My father sleeps much of the day in his recliner. Occasionally, he will glance at the television and reflect that our precious country is lost and all that he and his father worked for is being given away to people who would not know what to do with what is given them. I find I cannot disagree with his assessment. And I wonder if this winter will truly be the winter of our discontent in our nation. I pondered this all the way home, some 325 miles, as I listened to June Carter’s and Johnny Cash’s last album. The old songs seem to soothe my soul and remind me that families go through intense times and that our consolation rests solely on a faithful God. I always remind my father that he and mother’s gifts to me are this wonderful strong faith, worked out in hard times and good, and given to my children in like manner.

So, I begin singing along with June and Johnny and relish the thought that I will soon be back in East Texas, to my loving husband, faithful pack of dogs (some 6 now), and the small herd of cattle. And I remember, with gratitude that “little son”, as we fondly call our pilot son, is home from many times at war and he and his sweet wife are expecting (with great joy) a second child. I wonder what name they will give this new child and wonder if it could be as great as the name he and his bride chose for their first child, a daughter named Liberty. And I thank God once more for this life, its sorrows and pleasures, for new life and lives well lived, and I pray for grace to meet all needs.

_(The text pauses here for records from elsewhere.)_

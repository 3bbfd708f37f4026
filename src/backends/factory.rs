// factory.rs - Picks and builds the summarizer backend from configuration

use std::sync::{Arc, Mutex, MutexGuard};
use log::{info, warn};
use thiserror::Error;

use crate::backends::{AnthropicBackend, BackendConfig, BackendKind, OpenAiCompatibleBackend, SummarizerBackend};
use crate::config::Env;

#[derive(Debug, Error)]
pub enum BackendError {
    #[error("{var} environment variable is required for {provider} backend.")]
    MissingCredential { provider: BackendKind, var: &'static str },
    #[error("Failed to set up HTTP client for {provider}: {source}")]
    Client {
        provider: BackendKind,
        #[source]
        source: reqwest::Error,
    },
}

/// Explicit `AI_BACKEND` wins; otherwise the first provider with a key,
/// falling back to OpenAI.
pub fn detect_backend(env: &Env) -> BackendKind {
    if let Some(explicit) = env.get("AI_BACKEND") {
        match explicit.parse::<BackendKind>() {
            Ok(kind) => return kind,
            Err(e) => warn!("⚠️ Ignoring AI_BACKEND: {}", e),
        }
    }

    BackendKind::DETECTION_ORDER
        .into_iter()
        .find(|kind| env.has(kind.api_key_var()))
        .unwrap_or(BackendKind::OpenAi)
}

pub fn backend_config(kind: BackendKind, env: &Env) -> Result<BackendConfig, BackendError> {
    let api_key = env.get(kind.api_key_var()).ok_or(BackendError::MissingCredential {
        provider: kind,
        var: kind.api_key_var(),
    })?;

    let model = env
        .get(kind.model_var())
        .unwrap_or_else(|| kind.default_model().to_string());

    let base_url = match kind {
        BackendKind::OpenAi => env.get("OPENAI_BASE_URL"),
        _ => None,
    }
    .unwrap_or_else(|| kind.default_base_url().to_string());

    Ok(BackendConfig { api_key, model, base_url })
}

pub fn create_backend(kind: BackendKind, env: &Env) -> Result<Arc<dyn SummarizerBackend>, BackendError> {
    let config = backend_config(kind, env)?;
    let client_error = |source| BackendError::Client { provider: kind, source };

    let backend: Arc<dyn SummarizerBackend> = match kind {
        BackendKind::OpenAi | BackendKind::Perplexity => {
            Arc::new(OpenAiCompatibleBackend::new(kind, config).map_err(client_error)?)
        }
        BackendKind::Anthropic => Arc::new(AnthropicBackend::new(config).map_err(client_error)?),
    };

    info!("🧠 Summarizer backend: {} (model {})", backend.kind(), backend.model());
    Ok(backend)
}

/// Lazily constructed, cached backend. The first successful `current()`
/// builds from the environment; `reset()` forces a rebuild on next use.
pub struct BackendRegistry {
    env: Env,
    slot: Mutex<Option<Arc<dyn SummarizerBackend>>>,
}

impl BackendRegistry {
    pub fn from_env(env: Env) -> Self {
        Self {
            env,
            slot: Mutex::new(None),
        }
    }

    /// A registry that starts out holding `backend`.
    pub fn with_backend(env: Env, backend: Arc<dyn SummarizerBackend>) -> Self {
        Self {
            env,
            slot: Mutex::new(Some(backend)),
        }
    }

    pub fn current(&self) -> Result<Arc<dyn SummarizerBackend>, BackendError> {
        let mut slot = self.lock_slot();
        if let Some(backend) = slot.as_ref() {
            return Ok(Arc::clone(backend));
        }

        let backend = create_backend(detect_backend(&self.env), &self.env)?;
        *slot = Some(Arc::clone(&backend));
        Ok(backend)
    }

    pub fn reset(&self) {
        self.lock_slot().take();
    }

    fn lock_slot(&self) -> MutexGuard<'_, Option<Arc<dyn SummarizerBackend>>> {
        self.slot.lock().unwrap_or_else(|poisoned| poisoned.into_inner())
    }
}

Not the life Ben Stein is privileged to lead but still, like his, it is grateful for all God has given. And like him, I rest assured that God will provide and His faithfulness will be seen by yet another generation. And I pray God’s grace over my nation, and God’s protection, and His love to meet all needs.
— Beverly Gunn
East Texas Rancher

Re: Ben Stein’s Expelled From the New York Times:

Nice going firing that rotten Ben Stein. Why should you have one writer who makes sense and is funny at the same time? Now you have no one who can walk and chew gum at the same time. A perfect line-up.
— Gary Waller

Re: Robert Stacy McCain’s Secret Protocols of Beck’s Legions:

The reason I like Glenn Beck is because he is MY VOICE! He talks about all the things that drive me crazy about our government but am powerless to express. That is the basis of his popularity. It really is simple.
— Jeanie Whittaker

Re: Jeffrey Lord’s Race Pimping With Mistuh Jimmy and White Mo:

This type of hate filled sentiment still motivates Jimmy Carter and DemocRATS in the dark recesses of their bigoted heart. Race has been and always will be a guiding principle of the party of slavery, Jim Crow, lynchings, segregation and tokenism — the DemocRAT party. For the oligarchs who control the party minorities are only as valuable as their votes that keep the “masters” in power and growing fat at the public trough.
— Michael Tomlinson
Jacksonville, North Carolina

I have news for you. Governor Wallace changed his views on race and segregation decades before his death in 1998. That means you can remove his name from such deceitful company as Jimmy Carter.
— Michael Skaggs
Murray, Kentucky

Re: Ken Blackwell’s Obama Is Right and Carter Is Wrong:

Jimmy Carter, Barack Obama, David Axelrod and others in Obama’s administration, as well as the Democrat Party leadership and the state-controlled media, cause irreparable national harm through their cowardly racism.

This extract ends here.